There are three characters found in this story, but only one we learn the name of and that is the blind man Robert. The narrator seems to be a man who is very myopic and frankly quite shallow emotionally. His tone immediately is harsh, referring to his wife’s dear friend initially as “this blind man” who he was bothered by because of his blindness (Carver 473). He states openly that he does not look forward to him visiting, and that all he really knows about blind people is from movies, which is that they move slowly, are unable to laugh, and that on occasion are led by seeing-eye dogs (Carver 473). When he speaks to his wife about Robert’s wife, a woman named Beulah, he makes the statement “was his wife a Negro?” (Carver 475) and wonders curiously how the whole idea of a marriage could even work between them in the first place for many reasons, and he feels sorry for Robert and took pity on Beulah for she could not be seen by her husband and what would it matter if she were to “wear green eye shadow around one eye, a straight pin in her nostril, yellow slacks, and purple shoes.” (Carver 475).

The narrator is somewhat of an alcoholic as well it seems from the constant pouring of drinks over the course of the evening and his wife questioning him as to whether he was drunk when he assumed Beulah had to be a black woman (Carver 475). There are so many instances in the story where the narrator just comes off as a narrow-minded jerk, whereas his wife seems to be a genuinely good-hearted woman in contrast. The connection she made with Robert through sending audio tapes back and forth during difficult times in her first marriage, to include her failed suicide attempt and the constant moving around the country was something very important and special to her. Robert is a gracious man who genuinely impacts people with his presence. He kindly accepts the narrator’s overture of smoking some weed with him for the very first time in his life (Carver 478). He seemed to not be put off by the narrator’s offer and just sort of goes with the flow. Robert also is very deep and offers the narrator these words when the matter of watching the TV program about cathedrals came up, “Bub, it’s all right, it’s fine with me.
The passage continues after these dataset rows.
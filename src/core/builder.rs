use crate::config::build_config::BuildConfig;
use crate::core::naming::OutputKind;
use crate::domain::ports::Storage;
use crate::utils::error::{DashError, Result};
use serde::Serialize;
use std::collections::{BTreeSet, HashMap};
use std::path::{Component, Path, PathBuf};

const SCRIPT_EXTENSIONS: [&str; 2] = ["js", "mjs"];

#[derive(Debug, Clone, PartialEq, Eq, Serialize)]
pub struct OutputFile {
    pub kind: OutputKind,
    pub source: PathBuf,
    pub file_name: String,
}

#[derive(Debug, Clone, Default, Serialize)]
pub struct BuildManifest {
    pub files: Vec<OutputFile>,
}

impl BuildManifest {
    pub fn of_kind(&self, kind: OutputKind) -> impl Iterator<Item = &OutputFile> {
        self.files.iter().filter(move |f| f.kind == kind)
    }
}

/// Copies entries, chunks and assets into the output directory under their
/// configured names. Sources are not transformed.
pub struct StaticBuilder<S: Storage> {
    config: BuildConfig,
    storage: S,
}

impl<S: Storage> StaticBuilder<S> {
    pub fn new(config: BuildConfig, storage: S) -> Self {
        Self { config, storage }
    }

    /// Work out every output file without writing anything.
    pub fn plan(&self) -> Result<BuildManifest> {
        let names = &self.config.build.output;
        let mut files = Vec::new();
        let mut entry_sources = BTreeSet::new();
        let mut source_dirs = BTreeSet::new();

        for (name, source) in self.config.entries() {
            if !source.is_file() {
                return Err(DashError::BuildError {
                    message: format!("Entry '{}' not found at {}", name, source.display()),
                });
            }
            files.push(OutputFile {
                kind: OutputKind::Entry,
                file_name: names.file_name(OutputKind::Entry, &source, Some(name)),
                source: source.clone(),
            });
            if let Some(dir) = source.parent() {
                source_dirs.insert(dir.to_path_buf());
            }
            entry_sources.insert(source);
        }

        let out_dir = self.config.out_dir();
        let mut seen_dirs = BTreeSet::new();
        for dir in source_dirs {
            for source in collect_files(&dir, &out_dir)? {
                if entry_sources.contains(&source) || !seen_dirs.insert(source.clone()) {
                    continue;
                }
                let is_script = source
                    .extension()
                    .and_then(|e| e.to_str())
                    .is_some_and(|e| SCRIPT_EXTENSIONS.contains(&e));
                let kind = if is_script {
                    OutputKind::Chunk
                } else {
                    OutputKind::Asset
                };
                files.push(OutputFile {
                    kind,
                    file_name: names.file_name(kind, &source, None),
                    source,
                });
            }
        }

        let mut claimed: HashMap<&str, &Path> = HashMap::new();
        for file in &files {
            if let Some(previous) = claimed.insert(&file.file_name, &file.source) {
                return Err(DashError::BuildError {
                    message: format!(
                        "{} and {} would both be written to {}",
                        previous.display(),
                        file.source.display(),
                        file.file_name
                    ),
                });
            }
        }

        Ok(BuildManifest { files })
    }

    pub async fn build(&self) -> Result<BuildManifest> {
        let manifest = self.plan()?;
        self.emit(&manifest).await?;

        tracing::info!(
            "Built {} entries, {} chunks, {} assets into {}",
            manifest.of_kind(OutputKind::Entry).count(),
            manifest.of_kind(OutputKind::Chunk).count(),
            manifest.of_kind(OutputKind::Asset).count(),
            self.config.out_dir().display()
        );
        Ok(manifest)
    }

    /// Every source is read before the output directory is touched, so a
    /// failed read leaves the previous output in place.
    async fn emit(&self, manifest: &BuildManifest) -> Result<()> {
        let mut contents = Vec::with_capacity(manifest.files.len());
        for file in &manifest.files {
            let data = tokio::fs::read(&file.source)
                .await
                .map_err(|e| DashError::BuildError {
                    message: format!("Cannot read {}: {}", file.source.display(), e),
                })?;
            contents.push((file, data));
        }

        if self.out_dir_inside_root() {
            self.storage.clear().await?;
        } else {
            tracing::warn!(
                "{} is outside the project root, not emptying it",
                self.config.out_dir().display()
            );
        }

        for (file, data) in contents {
            self.storage.write_file(&file.file_name, &data).await?;
            tracing::debug!("{:?} {} -> {}", file.kind, file.source.display(), file.file_name);
        }
        Ok(())
    }

    fn out_dir_inside_root(&self) -> bool {
        let out_dir = &self.config.build.out_dir;
        out_dir.is_relative()
            && out_dir
                .components()
                .all(|c| matches!(c, Component::Normal(_) | Component::CurDir))
            && out_dir.components().any(|c| matches!(c, Component::Normal(_)))
    }
}

/// Regular files below `dir` in a stable order, skipping dot-files and the
/// output directory.
fn collect_files(dir: &Path, out_dir: &Path) -> Result<Vec<PathBuf>> {
    let mut files = Vec::new();
    let mut pending = vec![dir.to_path_buf()];

    while let Some(current) = pending.pop() {
        if current == out_dir {
            continue;
        }
        for entry in std::fs::read_dir(&current)? {
            let entry = entry?;
            if entry.file_name().to_string_lossy().starts_with('.') {
                continue;
            }
            let path = entry.path();
            let file_type = entry.file_type()?;
            if file_type.is_dir() {
                pending.push(path);
            } else if file_type.is_file() {
                files.push(path);
            }
        }
    }

    files.sort();
    Ok(files)
}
Whatever you want to watch is okay. I’m always learning something. Learning never ends. It won’t hurt me to learn something tonight. I got ears”(Carver 480). In this statement it seems that he sent a message to the narrow minded narrator who has been questioning constantly the matter of Robert’s blindness both implicitly and explicitly all night. Robert finally seems to make a breakthrough to the narrator with his cool and calm personality by getting the narrator involved in a hands on drawing of the cathedral together after the narrator struggled mightily to articulate what the hell a cathedral looked like in the first place. The theme that I saw in this story is that one should tread lightly with assumptions when those assumptions are founded in ignorance. This man with eyesight, who was unable to articulate what a cathedral was from what he saw on television, had prejudged a blind man based off what he knew about that subject from what knew from movies. It really came down to a blind man showing the sighted man how to go beyond simply looking at something, to being able to actually see.

Works Cited
Carver, Raymond. “A Worn Path.” Literature: Reading, Reacting, Writing. Kirszner, Laurie G., Boston: Wadsworth, 2013. 473-483. Print.